Why did you choose a career in copywriting and how did you get into it?
In my 20s, I spent a year living and teaching in Barcelona. When I came back to London, I was resolved to find some way I could make a living by writing.
A friend had made a short film and I went to the screening, where I met one of his friends who worked for a digital learning agency. He asked what I did, and I was busy doing myself down, telling him what a patchwork my CV was, when I mentioned in passing that I’d taught English in Spain and was looking for a writing job.
He said that was funny because his agency was building an online platform for kids learning Spanish and they were looking for writers. We swapped emails, and I was persistent about keeping in touch. That became my first content writing contract.
What work are you most proud of?
2 things. I wrote the copy for a series of posters and booklets for the charity Maggie’s that I’m really proud of. Cancer is a difficult subject to write about. I had to tread the line between being honest and straightforward, and kind and sensitive. I feel I did a good job with that.
I was Content Editor at JustGiving for 2 years, before I went freelance. I helped establish the friendly, supportive, consistent tone of voice that became integral to that brand. We had a great team of people there, dedicated to creating a great user experience. Proud of that too.
What piece of copy do you really wish you’d written?
‘Snap, crackle and pop’ is pretty good. So is ‘If you like a lot of chocolate on your biscuit, join our club!’ (Shout out to #ContentClubUK – the weekly gathering of content writers and biscuit lovers on Twitter)
What do you do if you hit a bit of writer’s block?
For me, that’s normally a result of being tired or distracted. I have a couple of alternatives. If I’ve got time, I’ll take a break, and often go out for a walk to shift my perspective.
If I’ve got a tight deadline, I’ll power through by brainstorming lines or ideas on a big piece of paper. Everything is allowed – get them all out, no matter how silly or rubbish. Keep going till I’ve filled the page.
There will always be one or two versions that are better than the others, that I can either use as they are, or take as starting points to build on. That usually gets things flowing.

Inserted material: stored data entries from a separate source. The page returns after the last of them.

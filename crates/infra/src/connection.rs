//! HTTP-backed ADT connection
//!
//! Handles basic auth, `sap-client`/`sap-language`, the CSRF token
//! handshake, session cookies and the stateful/stateless session marker.
//! Connection state sits behind `RwLock`s so one connection can be shared
//! through `Arc<dyn AdtConnection>`.

use std::time::Duration;

use adtkit_core::AdtConnection;
use adtkit_domain::constants::{
    CSRF_FETCH, CSRF_REQUIRED, DISCOVERY_PATH, HEADER_CONNECTION_ID, HEADER_CSRF_TOKEN,
    HEADER_SESSION_TYPE,
};
use adtkit_domain::{
    AdtError, AdtRequest, AdtResponse, ConnectionConfig, HttpMethod, Result, SessionType,
};
use async_trait::async_trait;
use parking_lot::RwLock;
use reqwest::Method;
use tracing::{debug, info, warn};
use url::Url;
use uuid::Uuid;

use crate::exception::{error_from_response, parse_exception};
use crate::http::HttpClient;

struct SessionState {
    session_type: SessionType,
    csrf_token: Option<String>,
    session_id: String,
}

impl SessionState {
    fn fresh() -> Self {
        Self {
            session_type: SessionType::Stateless,
            csrf_token: None,
            session_id: Uuid::new_v4().to_string(),
        }
    }
}

pub struct HttpAdtConnection {
    config: ConnectionConfig,
    base_url: Url,
    http: RwLock<HttpClient>,
    state: RwLock<SessionState>,
}

impl HttpAdtConnection {
    pub fn new(config: ConnectionConfig) -> Result<Self> {
        let base_url = Url::parse(config.url.trim_end_matches('/'))
            .map_err(|err| AdtError::Config(format!("invalid SAP url '{}': {err}", config.url)))?;
        if !matches!(base_url.scheme(), "http" | "https") {
            return Err(AdtError::Config(format!("SAP url '{}' is not http(s)", config.url)));
        }
        if config.username.is_empty() {
            return Err(AdtError::Config("SAP username is required".into()));
        }
        let http = build_client(&config)?;

        Ok(Self {
            config,
            base_url,
            http: RwLock::new(http),
            state: RwLock::new(SessionState::fresh()),
        })
    }

    pub fn config(&self) -> &ConnectionConfig {
        &self.config
    }

    /// CSRF token currently in use, if one was fetched.
    pub fn csrf_token(&self) -> Option<String> {
        self.state.read().csrf_token.clone()
    }

    /// Request path appended to the configured URL, keeping any path
    /// prefix of a gateway or reverse proxy.
    fn url_for(&self, request: &AdtRequest) -> Url {
        let mut url = self.base_url.clone();
        url.set_path(&format!(
            "{}/{}",
            self.base_url.path().trim_end_matches('/'),
            request.path.trim_start_matches('/')
        ));
        url.set_query(None);
        {
            let mut query = url.query_pairs_mut();
            if let Some(client) = self.config.client.as_deref().filter(|c| !c.is_empty()) {
                query.append_pair("sap-client", client);
            }
            if !self.config.language.is_empty() {
                query.append_pair("sap-language", &self.config.language);
            }
            for (name, value) in &request.query {
                query.append_pair(name, value);
            }
        }
        if url.query() == Some("") {
            url.set_query(None);
        }
        url
    }

    async fn send(&self, request: &AdtRequest, csrf_token: Option<&str>) -> Result<AdtResponse> {
        let url = self.url_for(request);
        let (session_type, session_id) = {
            let state = self.state.read();
            (state.session_type, state.session_id.clone())
        };
        let http = self.http.read().clone();

        let mut builder = http
            .request(to_reqwest_method(request.method), url)
            .basic_auth(&self.config.username, Some(&self.config.password))
            .header(HEADER_SESSION_TYPE, session_type.as_str())
            .header(HEADER_CONNECTION_ID, session_id);
        if let Some(token) = csrf_token {
            builder = builder.header(HEADER_CSRF_TOKEN, token);
        }
        for (name, value) in &request.headers {
            builder = builder.header(name.as_str(), value.as_str());
        }
        if let Some(body) = &request.body {
            builder = builder.body(body.clone());
        }
        if let Some(timeout) = request.timeout {
            builder = builder.timeout(timeout);
        }

        debug!(method = %request.method, path = %request.path, session = %session_type, "sending ADT request");
        let response = http.send(builder).await?;

        let status = response.status().as_u16();
        let mut adt_response = AdtResponse::new(status, String::new());
        for (name, value) in response.headers() {
            if let Ok(value) = value.to_str() {
                adt_response = adt_response.with_header(name.as_str(), value);
            }
        }
        adt_response.body = response
            .text()
            .await
            .map_err(|err| AdtError::Network(format!("failed to read ADT response body: {err}")))?;

        debug!(method = %request.method, path = %request.path, status, "received ADT response");
        Ok(adt_response)
    }

    async fn fetch_csrf_token(&self) -> Result<String> {
        let request = AdtRequest::get(DISCOVERY_PATH)
            .header(HEADER_CSRF_TOKEN, CSRF_FETCH)
            .accept("application/atomsvc+xml");
        let response = self.send(&request, None).await?;

        if !response.is_success() {
            return Err(error_from_response(response.status, &response.body));
        }

        let token = response
            .header(HEADER_CSRF_TOKEN)
            .filter(|token| !token.is_empty() && !token.eq_ignore_ascii_case(CSRF_REQUIRED))
            .map(str::to_string)
            .ok_or_else(|| AdtError::Auth("SAP did not return a CSRF token".into()))?;

        self.state.write().csrf_token = Some(token.clone());
        debug!("CSRF token fetched");
        Ok(token)
    }

    async fn token_for(&self, method: HttpMethod) -> Result<Option<String>> {
        if let Some(token) = self.csrf_token() {
            return Ok(Some(token));
        }
        if method.is_idempotent() {
            return Ok(None);
        }
        self.fetch_csrf_token().await.map(Some)
    }
}

#[async_trait]
impl AdtConnection for HttpAdtConnection {
    async fn make_adt_request(&self, request: AdtRequest) -> Result<AdtResponse> {
        let token = self.token_for(request.method).await?;
        let mut response = self.send(&request, token.as_deref()).await?;

        if response.status == 403 && csrf_required(&response) {
            debug!(path = %request.path, "CSRF token rejected, refetching");
            let token = self.fetch_csrf_token().await?;
            response = self.send(&request, Some(&token)).await?;
        }

        if !response.is_success() {
            return Err(error_from_response(response.status, &response.body));
        }
        // SAP sometimes reports business errors with a 2xx status
        if parse_exception(&response.body).is_some() {
            debug!(path = %request.path, status = response.status, "exception in successful response");
            return Err(error_from_response(response.status, &response.body));
        }
        Ok(response)
    }

    fn set_session_type(&self, session_type: SessionType) {
        self.state.write().session_type = session_type;
    }

    fn session_type(&self) -> SessionType {
        self.state.read().session_type
    }

    fn session_id(&self) -> Option<String> {
        Some(self.state.read().session_id.clone())
    }

    async fn connect(&self) -> Result<()> {
        self.fetch_csrf_token().await?;
        info!(url = %self.base_url, "connected to SAP system");
        Ok(())
    }

    fn reset(&self) {
        *self.state.write() = SessionState::fresh();
        match build_client(&self.config) {
            Ok(client) => *self.http.write() = client,
            Err(error) => warn!(error = %error, "could not rebuild HTTP client; keeping cookies"),
        }
        debug!("ADT session reset");
    }

    fn base_url(&self) -> String {
        self.base_url.as_str().trim_end_matches('/').to_string()
    }
}

fn build_client(config: &ConnectionConfig) -> Result<HttpClient> {
    HttpClient::builder()
        .timeout(Duration::from_secs(config.timeout_seconds))
        .max_attempts(config.max_attempts)
        .accept_invalid_certs(config.accept_invalid_certs)
        .user_agent(concat!("adtkit/", env!("CARGO_PKG_VERSION")))
        .build()
}

fn to_reqwest_method(method: HttpMethod) -> Method {
    match method {
        HttpMethod::Get => Method::GET,
        HttpMethod::Post => Method::POST,
        HttpMethod::Put => Method::PUT,
        HttpMethod::Delete => Method::DELETE,
        HttpMethod::Head => Method::HEAD,
    }
}

fn csrf_required(response: &AdtResponse) -> bool {
    response.header(HEADER_CSRF_TOKEN).is_some_and(|value| value.eq_ignore_ascii_case(CSRF_REQUIRED))
}
//! Transparent tables (`TABL/DT`)

use std::borrow::Cow;

use adtkit_core::{ObjectAdapter, ObjectBuilder};
use adtkit_domain::{AdtRequest, ObjectKind, Result, TableConfig};

use super::spec::{AdtObject, ObjectSpec, UpdatePayload};
use super::structure::blue_source;
use super::{core_attributes, object_functions, package_ref, validation_request};

pub const TABLES_PATH: &str = "/sap/bc/adt/ddic/tables";
pub const TABLE_VALIDATION_PATH: &str = "/sap/bc/adt/ddic/tables/validation";
pub const CONTENT_TYPE_TABLE: &str = "application/vnd.sap.adt.tables.v2+xml";

#[derive(Debug, Clone, Copy, Default)]
pub struct Tables;

pub type TableOperations = AdtObject<Tables>;
pub type AdtTable = ObjectAdapter<TableOperations>;
pub type TableBuilder = ObjectBuilder<TableOperations>;

impl ObjectSpec for Tables {
    type Config = TableConfig;

    const KIND: ObjectKind = ObjectKind::Table;
    const CONTENT_TYPE: &'static str = CONTENT_TYPE_TABLE;

    fn collection_uri(_config: &TableConfig) -> String {
        TABLES_PATH.to_string()
    }

    fn create_body(config: &TableConfig) -> String {
        blue_source(
            &core_attributes(config, Self::KIND, &config.master_language, config.responsible.as_deref()),
            &package_ref(config),
        )
    }

    fn validation_request(config: &TableConfig) -> AdtRequest {
        validation_request(TABLE_VALIDATION_PATH, config, Self::KIND)
    }

    fn writes_after_create(_config: &TableConfig) -> bool {
        true
    }

    /// The delivery class travels as a source annotation. Without a source
    /// a client-only table definition is written.
    fn update_payload(config: &TableConfig) -> Result<UpdatePayload<'_>> {
        let source = match config.source_code.as_deref() {
            Some(source) => with_delivery_class(config, source),
            None => Cow::Owned(table_source(config)),
        };
        Ok(UpdatePayload::Source(source))
    }
}

object_functions!(Tables, TableConfig {
    validate: validate_table_name,
    create: create_table,
    read: get_table_metadata,
    read_source: read_table_source,
    lock: lock_table,
    unlock: unlock_table,
    update: update_table_source,
    check: check_table,
    activate: activate_table,
    check_deletion: check_table_deletion,
    delete: delete_table,
});

/// Header annotations for a new table source, delivery class included.
pub fn table_source_header(config: &TableConfig) -> String {
    format!(
        "@EndUserText.label : '{}'\n@AbapCatalog.enhancement.category : #NOT_EXTENSIBLE\n\
         @AbapCatalog.tableCategory : #TRANSPARENT\n@AbapCatalog.deliveryClass : #{}\n\
         @AbapCatalog.dataMaintenance : #RESTRICTED\n",
        config.description.replace('\'', "''"),
        config.delivery_class,
    )
}

/// Minimal table source: the header and a client key field.
pub fn table_source(config: &TableConfig) -> String {
    format!(
        "{}define table {} {{\n  key client : abap.clnt not null;\n}}\n",
        table_source_header(config),
        config.name.to_lowercase(),
    )
}

/// Add the configured delivery class to a source that does not set one.
fn with_delivery_class<'a>(config: &TableConfig, source: &'a str) -> Cow<'a, str> {
    if source.contains("@AbapCatalog.deliveryClass") {
        return Cow::Borrowed(source);
    }
    let Some(start) = source.to_ascii_lowercase().find("define table") else {
        return Cow::Borrowed(source);
    };
    let mut patched = String::with_capacity(source.len() + 40);
    patched.push_str(&source[..start]);
    patched.push_str(&format!("@AbapCatalog.deliveryClass : #{}\n", config.delivery_class));
    patched.push_str(&source[start..]);
    Cow::Owned(patched)
}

What are your favourite and least favourite writing-related tasks?
Favourite: coming up with ideas for headlines. Trying to beat my own top scores on CoSchedule’s Headline Analyzer is a fun game. The challenge of writing pithy, short copy online.
Least favourite: incorporating clients’ feedback, particularly if I can’t talk it through with them in person. Asking clients to add comments to a Word doc, rather than using track changes, has helped improve feedback and communication in the past. It can help us get to the root of what the client wants, before diving into suggested improvements.
Any copywriting pet hates?
I cannot stand the word ‘impactful’. It has no impact! I understand why people want to use it – they want to describe something that makes an impact. But that word does the exact opposite. Say it aloud. It ends on a swallowed syllable.
Even saying something ‘makes an impact’ is an improvement. It’s the power of verbs and nouns. And something to do with plosives and fricatives. I’d need to do some more research into types of consonant sounds to give a full lesson on it!
What’s the best piece of career advice you’ve been given?
My dad used to remind me, “life’s a marathon, not a sprint”. My career has definitely been more marathon than sprint. There have been stages to it. Stages where I’d take on almost anything, didn’t charge enough, took on too much work, loved what I was doing, felt super confident, doubted myself, thought about career changes.
I hit a wall with copywriting a few years ago, and took a year out, to focus on writing fiction. Now I’ve got 2 draft novels that I’m editing, and I’ve come back to copywriting refreshed and energised, happy to be doing it again.
What advice would you give to people starting out on a copywriting career?
Talk to other copywriters, online and in-person too, if possible. It’s been the conversations I’ve had with other copywriters on the phone, on Zoom and in cafes that have been the most helpful and meaningful. But most of those people I first came into contact with on Twitter.
Once you get on friendly terms with a few people, it’s easier to talk about things you’re stuck with or not sure about, and you normally find other people are in the same boat. It can help you feel a whole lot better about work and life to know you’re not alone.
Why do you find ProCopywriters membership useful?
First of all, the fact that ProCopywriters exists is great. When I went freelance in 2010, Tom Albrighton was co-founding the ProCopywriters Network, which evolved over the years into the ProCopywriters we know today.
Back in my early freelance days, there wasn’t much sense of a community of freelance copywriters, but there really is now, and ProCopywriters has played an important part in fostering that. It also gathers and publishes the supremely helpful information on rates and pricing that so many of us rely on.
Being able to put the ProCopywriters logo on my website was really helpful. For me, it’s a sign that I’m backed by this professional organisation, and that serves to inspire respect and trust in me as a professional.